‘Growing up I never met a parish priest who wasn’t always cross’. These are the words of a lady who grew up as a Catholic. She went on, ‘The parish priest said “No” to everything.’
In recent weeks I find myself saying ‘No’ to parishioners. Some resent the lockdown and priests are seen as inflexible enforcers. Many requests are connected with funerals.
Encounters with grieving families leave me wondering if I’m overzealous; a parish priest who can only say ‘No’. I’m aware that any flexibility I concede is grudging and the family get less than they want. I have a fridge magnet which says ‘What would Jesus do?’. Does pastoral sensitivity demand that I ignore the rules? It’s a tough call. Where’s the ‘good news’ in all of this?

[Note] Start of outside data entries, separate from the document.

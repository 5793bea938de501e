//! Task-run unit discovery over a session's output directory.
//!
//! Pure filesystem query: no process is spawned and nothing is cached,
//! because the files it looks for are produced by an earlier stage of the
//! same chain.

use std::path::Path;

use regex::Regex;
use tracing::warn;

use crate::config::TaskRunConfig;
use crate::models::TaskRunUnit;
use crate::{AppError, Result};

/// Enumerate complete task-run units in `output_dir`.
///
/// File names follow `<prefix>_task-<task>_run-<run>_<suffix>`. A unit is a
/// candidate when its anchor file exists and complete when every required
/// suffix exists too. Returns units sorted by task label, then numeric run.
/// A missing directory yields an empty list.
///
/// # Errors
///
/// Returns `AppError::Discovery` if the directory path is not valid UTF-8
/// or cannot be listed.
pub fn discover_task_runs(
    output_dir: &Path,
    prefix: &str,
    spec: &TaskRunConfig,
) -> Result<Vec<TaskRunUnit>> {
    if !output_dir.is_dir() {
        return Ok(Vec::new());
    }

    let dir = output_dir.to_str().ok_or_else(|| {
        AppError::Discovery(format!("non UTF-8 path {}", output_dir.display()))
    })?;
    let pattern = format!(
        "{}/*{}",
        glob::Pattern::escape(dir),
        glob::Pattern::escape(&spec.anchor_suffix)
    );
    let name_re = Regex::new(&format!(
        r"^{}_task-([A-Za-z0-9]+)_run-([0-9]+)_{}$",
        regex::escape(prefix),
        regex::escape(&spec.anchor_suffix)
    ))
    .map_err(|err| AppError::Discovery(format!("bad task-run pattern: {err}")))?;

    let entries = glob::glob(&pattern)
        .map_err(|err| AppError::Discovery(format!("bad glob {pattern}: {err}")))?;

    let mut units = Vec::new();
    for entry in entries {
        let path = entry.map_err(|err| AppError::Discovery(format!("cannot list {dir}: {err}")))?;
        let Some(name) = path.file_name().and_then(|n| n.to_str()) else {
            continue;
        };
        let Some(caps) = name_re.captures(name) else {
            continue;
        };
        let Some(unit) = TaskRunUnit::parse(&caps[1], &caps[2]) else {
            warn!(file = name, "run number out of range; unit skipped");
            continue;
        };
        let complete = spec.required_suffixes.iter().all(|suffix| {
            output_dir
                .join(format!(
                    "{prefix}_task-{}_run-{}_{suffix}",
                    unit.task, unit.run_label
                ))
                .exists()
        });
        if complete {
            units.push(unit);
        }
    }

    units.sort();
    units.dedup();
    Ok(units)
}
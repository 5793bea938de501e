//! Session probing and cached discovery.

use std::path::Path;

use prepflow::config::RawDataConfig;
use prepflow::discovery::{discover, probe_subject, session_has_raw, Freshness};
use prepflow::models::Subject;
use prepflow::GlobalConfig;

fn touch(path: &Path) {
    std::fs::create_dir_all(path.parent().unwrap()).unwrap();
    std::fs::write(path, b"").unwrap();
}

fn add_raw(config: &GlobalConfig, subject: &str, session: &str) {
    let dir = config.raw_session_dir(subject, session).unwrap();
    touch(&dir.join("1-T1w").join("DICOM").join("IM0001.dcm"));
}

fn subjects(ids: &[&str]) -> Vec<Subject> {
    ids.iter().map(|id| Subject::new(*id)).collect()
}

#[test]
fn raw_file_must_sit_under_marker_component() {
    let tmp = tempfile::tempdir().unwrap();
    let raw = RawDataConfig::default();

    touch(&tmp.path().join("series").join("IM0001.dcm"));
    assert!(!session_has_raw(tmp.path(), &raw).unwrap());

    touch(&tmp.path().join("series").join("resources").join("DICOM").join("files").join("IM.DCM"));
    assert!(session_has_raw(tmp.path(), &raw).unwrap());
}

#[test]
fn raw_file_requires_extension() {
    let tmp = tempfile::tempdir().unwrap();
    touch(&tmp.path().join("DICOM").join("notes.txt"));
    assert!(!session_has_raw(tmp.path(), &RawDataConfig::default()).unwrap());
}

#[test]
fn raw_walk_respects_depth_cap() {
    let tmp = tempfile::tempdir().unwrap();
    let raw = RawDataConfig {
        max_depth: 2,
        ..RawDataConfig::default()
    };
    touch(&tmp.path().join("a").join("b").join("c").join("DICOM").join("IM.dcm"));
    assert!(!session_has_raw(tmp.path(), &raw).unwrap());

    touch(&tmp.path().join("a").join("b").join("DICOM").join("IM.dcm"));
    assert!(session_has_raw(tmp.path(), &raw).unwrap());
}

#[test]
fn default_depth_lists_files_one_level_below_cap() {
    let tmp = tempfile::tempdir().unwrap();
    let raw = RawDataConfig::default();
    let deep = tmp.path().join("a").join("b").join("c").join("d").join("e");
    touch(&deep.join("f").join("DICOM").join("IM.dcm"));
    assert!(!session_has_raw(tmp.path(), &raw).unwrap());

    touch(&deep.join("DICOM").join("IM.dcm"));
    assert!(session_has_raw(tmp.path(), &raw).unwrap());
}

#[cfg(unix)]
fn set_mode(path: &Path, mode: u32) {
    use std::os::unix::fs::PermissionsExt;
    std::fs::set_permissions(path, std::fs::Permissions::from_mode(mode)).unwrap();
}

#[cfg(unix)]
fn running_as_root() -> bool {
    nix::unistd::geteuid().is_root()
}

#[cfg(unix)]
#[test]
fn unreadable_subdirectory_does_not_hide_raw_data() {
    if running_as_root() {
        return;
    }
    let tmp = tempfile::tempdir().unwrap();
    let locked = tmp.path().join("0-locked");
    std::fs::create_dir(&locked).unwrap();
    touch(&tmp.path().join("9-bold").join("DICOM").join("IM.dcm"));
    set_mode(&locked, 0o000);

    let found = session_has_raw(tmp.path(), &RawDataConfig::default());
    set_mode(&locked, 0o755);
    assert!(found.unwrap());
}

#[cfg(unix)]
#[test]
fn unreadable_scan_root_is_discovery_error() {
    if running_as_root() {
        return;
    }
    let tmp = tempfile::tempdir().unwrap();
    let scans = tmp.path().join("scans");
    touch(&scans.join("DICOM").join("IM.dcm"));
    set_mode(&scans, 0o000);

    let result = session_has_raw(&scans, &RawDataConfig::default());
    set_mode(&scans, 0o755);
    assert!(matches!(result, Err(prepflow::AppError::Discovery(_))));
}

#[cfg(unix)]
#[test]
fn scan_error_downgrades_to_absent_without_aborting_discovery() {
    if running_as_root() {
        return;
    }
    let tmp = tempfile::tempdir().unwrap();
    let config = GlobalConfig::for_base_dir(tmp.path()).unwrap();
    add_raw(&config, "1001", "01");
    add_raw(&config, "1001", "02");
    add_raw(&config, "2002", "01");
    let blocked = config.raw_session_dir("1001", "01").unwrap();
    set_mode(&blocked, 0o000);

    let found = discover(&config, &subjects(&["1001", "2002"]), true);
    set_mode(&blocked, 0o755);

    let found = found.unwrap();
    assert_eq!(found.cache.sessions_for(&Subject::new("1001")), ["02"]);
    assert_eq!(found.cache.sessions_for(&Subject::new("2002")), ["01"]);
}

#[test]
fn missing_scan_dir_is_absent() {
    let tmp = tempfile::tempdir().unwrap();
    assert!(!session_has_raw(&tmp.path().join("nope"), &RawDataConfig::default()).unwrap());
}

#[test]
fn subject_scan_reports_sessions_with_raw_data() {
    let tmp = tempfile::tempdir().unwrap();
    let config = GlobalConfig::for_base_dir(tmp.path()).unwrap();
    add_raw(&config, "1001", "02");
    assert_eq!(probe_subject(&config, &Subject::new("1001")), vec!["02"]);
}

#[test]
fn subject_scan_falls_back_to_existing_output() {
    let tmp = tempfile::tempdir().unwrap();
    let config = GlobalConfig::for_base_dir(tmp.path()).unwrap();
    std::fs::create_dir_all(config.session_output_dir("1001", "01")).unwrap();
    assert_eq!(probe_subject(&config, &Subject::new("1001")), vec!["01"]);
}

#[test]
fn fallback_is_not_used_when_raw_data_exists() {
    let tmp = tempfile::tempdir().unwrap();
    let config = GlobalConfig::for_base_dir(tmp.path()).unwrap();
    add_raw(&config, "1001", "02");
    std::fs::create_dir_all(config.session_output_dir("1001", "01")).unwrap();
    assert_eq!(probe_subject(&config, &Subject::new("1001")), vec!["02"]);
}

#[test]
fn discover_builds_cache_and_projection() {
    let tmp = tempfile::tempdir().unwrap();
    let config = GlobalConfig::for_base_dir(tmp.path()).unwrap();
    add_raw(&config, "1001", "01");
    add_raw(&config, "1001", "02");
    add_raw(&config, "2002", "02");

    let found = discover(&config, &subjects(&["1001", "2002", "3003"]), false).unwrap();
    assert_eq!(found.freshness, Freshness::Rebuilt);
    assert_eq!(found.cache.sessions_for(&Subject::new("1001")), ["01", "02"]);
    assert!(found.cache.sessions_for(&Subject::new("3003")).is_empty());
    assert!(config.cache_path().is_file());
    assert_eq!(
        std::fs::read_to_string(config.designated_list_path()).unwrap(),
        "1001\n2002\n"
    );
}

#[test]
fn cached_result_is_reused_until_rescan() {
    let tmp = tempfile::tempdir().unwrap();
    let config = GlobalConfig::for_base_dir(tmp.path()).unwrap();
    let roster = subjects(&["1001"]);
    add_raw(&config, "1001", "01");
    discover(&config, &roster, false).unwrap();

    add_raw(&config, "1001", "02");
    let reused = discover(&config, &roster, false).unwrap();
    assert_eq!(reused.freshness, Freshness::Reused);
    assert_eq!(reused.cache.sessions_for(&Subject::new("1001")), ["01"]);

    let rescanned = discover(&config, &roster, true).unwrap();
    assert_eq!(rescanned.freshness, Freshness::Rebuilt);
    assert_eq!(rescanned.cache.sessions_for(&Subject::new("1001")), ["01", "02"]);
}

#[test]
fn new_roster_entries_extend_the_cache() {
    let tmp = tempfile::tempdir().unwrap();
    let config = GlobalConfig::for_base_dir(tmp.path()).unwrap();
    add_raw(&config, "1001", "01");
    add_raw(&config, "2002", "01");
    discover(&config, &subjects(&["1001"]), false).unwrap();

    let found = discover(&config, &subjects(&["1001", "2002"]), false).unwrap();
    assert_eq!(found.freshness, Freshness::Extended);
    assert_eq!(found.cache.len(), 2);
}

#[test]
fn corrupt_cache_triggers_rescan() {
    let tmp = tempfile::tempdir().unwrap();
    let config = GlobalConfig::for_base_dir(tmp.path()).unwrap();
    add_raw(&config, "1001", "01");
    touch(&config.cache_path());
    std::fs::write(config.cache_path(), "not json").unwrap();

    let found = discover(&config, &subjects(&["1001"]), false).unwrap();
    assert_eq!(found.freshness, Freshness::Rebuilt);
    assert_eq!(found.cache.sessions_for(&Subject::new("1001")), ["01"]);
}

#[test]
fn fresh_scan_never_loses_sessions() {
    let tmp = tempfile::tempdir().unwrap();
    let config = GlobalConfig::for_base_dir(tmp.path()).unwrap();
    let roster = subjects(&["1001"]);
    add_raw(&config, "1001", "02");
    let before = discover(&config, &roster, true).unwrap();

    add_raw(&config, "1001", "01");
    let after = discover(&config, &roster, true).unwrap();
    for session in before.cache.sessions_for(&Subject::new("1001")) {
        assert!(after
            .cache
            .sessions_for(&Subject::new("1001"))
            .contains(session));
    }
}
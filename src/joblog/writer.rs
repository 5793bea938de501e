//! Line-atomic append writer for the shared job log.

use std::fs::{self, File, OpenOptions};
use std::io::Write;
use std::path::{Path, PathBuf};
use std::sync::Mutex;

use tracing::warn;

use super::LogSink;
use crate::{AppError, Result};

/// Appends lines to a single file opened in append mode.
///
/// Each line is written with one `write_all` while holding the mutex, so
/// lines from concurrent jobs never split. Append mode keeps other
/// processes writing the same file from clobbering it.
#[derive(Debug)]
pub struct SharedLogWriter {
    path: PathBuf,
    file: Mutex<File>,
}

impl SharedLogWriter {
    /// Open (or create) the log at `path`, creating parent directories.
    ///
    /// # Errors
    ///
    /// Returns `AppError::Log` if the directory or file cannot be opened.
    pub fn open(path: impl Into<PathBuf>) -> Result<Self> {
        let path = path.into();
        if let Some(parent) = path.parent() {
            fs::create_dir_all(parent).map_err(|e| {
                AppError::Log(format!(
                    "failed to create log directory {}: {e}",
                    parent.display()
                ))
            })?;
        }
        let file = OpenOptions::new()
            .create(true)
            .append(true)
            .open(&path)
            .map_err(|e| AppError::Log(format!("failed to open log {}: {e}", path.display())))?;
        Ok(Self {
            path,
            file: Mutex::new(file),
        })
    }

    /// Location of the log file.
    #[must_use]
    pub fn path(&self) -> &Path {
        &self.path
    }
}

impl LogSink for SharedLogWriter {
    fn append_line(&self, line: &str) -> Result<()> {
        let mut buf = Vec::with_capacity(line.len() + 1);
        buf.extend_from_slice(line.as_bytes());
        buf.push(b'\n');

        let mut file = self
            .file
            .lock()
            .map_err(|_| AppError::Log("log writer mutex poisoned".to_string()))?;

        if let Err(e) = file.write_all(&buf) {
            warn!("failed to write job log line: {e}");
            return Err(AppError::Log(format!("log write failed: {e}")));
        }
        Ok(())
    }
}
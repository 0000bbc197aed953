pub mod connector;
pub mod data_source;
pub mod dialect;
pub mod plugin;

pub use connector::{DrillSetup, InitializationError};
pub use data_source::{CommitMode, DataSourceFactory, PooledDataSourceConstructor, DRIVER};
pub use dialect::{drill_dialect, ArpDialect};
pub use plugin::PluginConfig;
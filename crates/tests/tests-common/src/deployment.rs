//! Deployment functions used across test cases.

pub mod helpers {
    use std::path::PathBuf;

    /// Path of the static test deployment, relative to the project root.
    pub const DRILL_DEPLOYMENT_PATH: &str = "static/drill-deployment";

    /// Find the project root via the crate root provided by `cargo test`,
    /// and resolve `path` against it.
    /// This depends on the convention that all our crates live in `/crates/<name>`
    /// or `/crates/<group>/<name>`, which is checked by looking for the `static`
    /// directory.
    pub fn get_path_from_project_root(path: &str) -> PathBuf {
        let manifest_dir = PathBuf::from(env!("CARGO_MANIFEST_DIR"));
        let root = manifest_dir
            .ancestors()
            .find(|dir| dir.join("static").is_dir())
            .map_or_else(|| manifest_dir.join("../../.."), PathBuf::from);
        root.join(path)
    }

    /// Install a logger for the current test binary, once.
    pub fn init_logging() {
        let _ = env_logger::builder().is_test(true).try_init();
    }
}
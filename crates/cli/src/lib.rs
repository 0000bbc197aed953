//! The CLI can do a few things. This provides a central point where those things are routed and
//! then done, making it easier to test this crate deterministically.

use std::io::Write;
use std::path::PathBuf;

use anyhow::Context as _;
use clap::Subcommand;

use ndc_drill::connector::DrillSetup;
use ndc_drill::dialect;
use ndc_drill_configuration::environment::Environment;
use ndc_drill_configuration::fields::FIELDS;
use ndc_drill_configuration::version1::{self, ParsedConfiguration, CONFIGURATION_FILENAME};

/// The various contextual bits and bobs we need to run.
pub struct Context<Env: Environment, Out: Write> {
    pub context_path: PathBuf,
    pub environment: Env,
    pub output: Out,
}

/// The command invoked by the user.
#[derive(Debug, Clone, PartialEq, Eq, Subcommand)]
pub enum Command {
    /// Write an initial configuration into the context directory.
    Initialize {
        /// Overwrite an existing configuration.
        #[arg(long)]
        force: bool,
    },
    /// Check the configuration, resolving any environment variables it refers to.
    Validate,
    /// Print the JDBC connection string the configuration resolves to.
    ConnectionString,
    /// List the fields a configuration accepts.
    Fields,
}

/// Run a command in a given directory.
pub async fn run(
    command: Command,
    context: Context<impl Environment, impl Write>,
) -> anyhow::Result<()> {
    match command {
        Command::Initialize { force } => initialize(force, context).await,
        Command::Validate => validate(context).await,
        Command::ConnectionString => connection_string(context).await,
        Command::Fields => fields(context),
    }
}

/// Initialize an empty directory with an initial configuration.
///
/// Host and port are read from `DRILL_HOST` and `DRILL_PORT` until the user
/// changes them.
async fn initialize(
    force: bool,
    context: Context<impl Environment, impl Write>,
) -> anyhow::Result<()> {
    let Context {
        context_path,
        mut output,
        ..
    } = context;

    let configuration_file = context_path.join(CONFIGURATION_FILENAME);
    if configuration_file.exists() && !force {
        anyhow::bail!(
            "{} already exists; pass --force to overwrite it",
            configuration_file.display()
        );
    }

    version1::write_parsed_configuration(ParsedConfiguration::initial(), &context_path)
        .await
        .with_context(|| format!("unable to write to {}", context_path.display()))?;

    tracing::info!(path = %context_path.display(), "initialized configuration");
    writeln!(output, "Wrote {}", configuration_file.display())?;
    Ok(())
}

async fn validate(context: Context<impl Environment, impl Write>) -> anyhow::Result<()> {
    let Context {
        context_path,
        environment,
        mut output,
    } = context;

    let configuration = DrillSetup::new(environment)
        .parse_configuration(&context_path)
        .await?;
    configuration.connection.connection_string()?;
    let dialect = dialect::drill_dialect()?;

    writeln!(
        output,
        "Configuration is valid ({} dialect, fetch size {}).",
        dialect.metadata.name,
        configuration.fetch_size()
    )?;
    Ok(())
}

async fn connection_string(context: Context<impl Environment, impl Write>) -> anyhow::Result<()> {
    let Context {
        context_path,
        environment,
        mut output,
    } = context;

    let configuration = DrillSetup::new(environment)
        .parse_configuration(&context_path)
        .await?;
    let url = configuration.connection.connection_string()?;

    writeln!(output, "{url}")?;
    Ok(())
}

fn fields(context: Context<impl Environment, impl Write>) -> anyhow::Result<()> {
    let Context { mut output, .. } = context;

    writeln!(
        output,
        "{:<10} {:<18} {:<9} {:<11} metadata",
        "field", "label", "required", "default"
    )?;
    for descriptor in &FIELDS {
        writeln!(
            output,
            "{:<10} {:<18} {:<9} {:<11} {}",
            descriptor.name,
            descriptor.label,
            if descriptor.required { "yes" } else { "no" },
            descriptor.default.unwrap_or("-"),
            if descriptor.metadata_impacting {
                "yes"
            } else {
                "no"
            },
        )?;
    }
    Ok(())
}
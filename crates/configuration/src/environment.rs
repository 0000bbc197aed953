//! Access to the environment the connector runs in.
//!
//! Configuration values wrapped in a [`crate::values::Secret`] may point at an
//! environment variable instead of carrying the value inline. They are resolved
//! through an [`Environment`] so tests can supply a fixed set of variables.

use std::collections::HashMap;
use std::env::VarError;

use schemars::JsonSchema;
use serde::{Deserialize, Serialize};
use thiserror::Error;

/// The name of an environment variable.
#[derive(
    Debug, Clone, PartialEq, Eq, PartialOrd, Ord, Hash, Deserialize, Serialize, JsonSchema,
)]
#[serde(transparent)]
pub struct Variable(String);

impl Variable {
    pub fn new(name: String) -> Self {
        Self(name)
    }

    pub fn as_str(&self) -> &str {
        &self.0
    }
}

impl From<&str> for Variable {
    fn from(value: &str) -> Self {
        Self(value.to_string())
    }
}

impl From<String> for Variable {
    fn from(value: String) -> Self {
        Self(value)
    }
}

impl std::fmt::Display for Variable {
    fn fmt(&self, f: &mut std::fmt::Formatter) -> std::fmt::Result {
        let Variable(name) = self;
        write!(f, "{name}")
    }
}

/// Errors raised while reading a variable.
#[derive(Debug, Clone, PartialEq, Eq, Error)]
pub enum Error {
    #[error("the environment variable {0} is not set")]
    VariableNotPresent(Variable),
    #[error("the environment variable {0} does not contain valid unicode")]
    NonUnicodeValue(Variable),
}

/// A source of environment variables.
pub trait Environment {
    fn read(&self, variable: &Variable) -> Result<String, Error>;
}

impl<E: Environment> Environment for &E {
    fn read(&self, variable: &Variable) -> Result<String, Error> {
        (*self).read(variable)
    }
}

/// The environment of the current process.
#[derive(Debug, Clone, Copy, Default)]
pub struct ProcessEnvironment;

impl Environment for ProcessEnvironment {
    fn read(&self, variable: &Variable) -> Result<String, Error> {
        std::env::var(variable.as_str()).map_err(|err| match err {
            VarError::NotPresent => Error::VariableNotPresent(variable.clone()),
            VarError::NotUnicode(_) => Error::NonUnicodeValue(variable.clone()),
        })
    }
}

/// An environment with no variables set.
#[derive(Debug, Clone, Copy, Default)]
pub struct EmptyEnvironment;

impl Environment for EmptyEnvironment {
    fn read(&self, variable: &Variable) -> Result<String, Error> {
        Err(Error::VariableNotPresent(variable.clone()))
    }
}

impl Environment for HashMap<Variable, String> {
    fn read(&self, variable: &Variable) -> Result<String, Error> {
        self.get(variable)
            .cloned()
            .ok_or_else(|| Error::VariableNotPresent(variable.clone()))
    }
}

#[cfg(test)]
mod tests {
    use super::*;

    #[test]
    fn fixed_environment_reads_known_variables() {
        let environment = HashMap::from([(Variable::from("DRILL_HOST"), "zk1".to_string())]);

        assert_eq!(environment.read(&"DRILL_HOST".into()), Ok("zk1".to_string()));
        assert_eq!(
            environment.read(&"DRILL_PORT".into()),
            Err(Error::VariableNotPresent("DRILL_PORT".into()))
        );
    }

    #[test]
    fn empty_environment_has_nothing() {
        let variable = Variable::from("DRILL_HOST");
        assert_eq!(
            EmptyEnvironment.read(&variable),
            Err(Error::VariableNotPresent(variable))
        );
    }

    #[test]
    fn variables_serialize_as_plain_strings() {
        let variable = Variable::from("DRILL_PORT");
        assert_eq!(
            serde_json::to_value(&variable).unwrap(),
            serde_json::json!("DRILL_PORT")
        );
    }
}
//! Configuration for the connector.

use crate::connection::ConnectionConfig;

/// The 'Configuration' type collects all the information necessary to reach a Drill
/// cluster at runtime.
///
/// Values of this type are produced from a 'ParsedConfiguration' using
/// 'make_runtime_configuration', after every secret has been resolved against the
/// environment and every field checked against the field table.
#[derive(Debug, Clone, PartialEq, Eq)]
pub struct Configuration {
    pub connection: ConnectionConfig,
}

impl Configuration {
    pub fn fetch_size(&self) -> u32 {
        self.connection.fetch_size
    }
}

For many Catholics their occasional contact with the Church is at times of crisis. Funerals are not a good time for a stand-off. Grievances over a funeral lodge in a family’s memory to be revived each year at the anniversary.
And there are parishioners who imagine that the whole coronavirus reaction is over the top. This can be coupled with a belief that secular rules and regulations should not apply to the Church; that we answer to a higher authority; that the Lord will look after His own; that churches are ‘safe’ by definition. And there are some who simply resent being told what to do by anyone – secular or religious.
My soul-searching leads me to question my own double standards. Do I pick and choose which rules I observe or reject? For example, do I blithely dismiss Coronavirus restrictions and at the same time enforce rules on Holy Communion for the divorced and remarried? Or vice versa? No more Mr Nice Guy?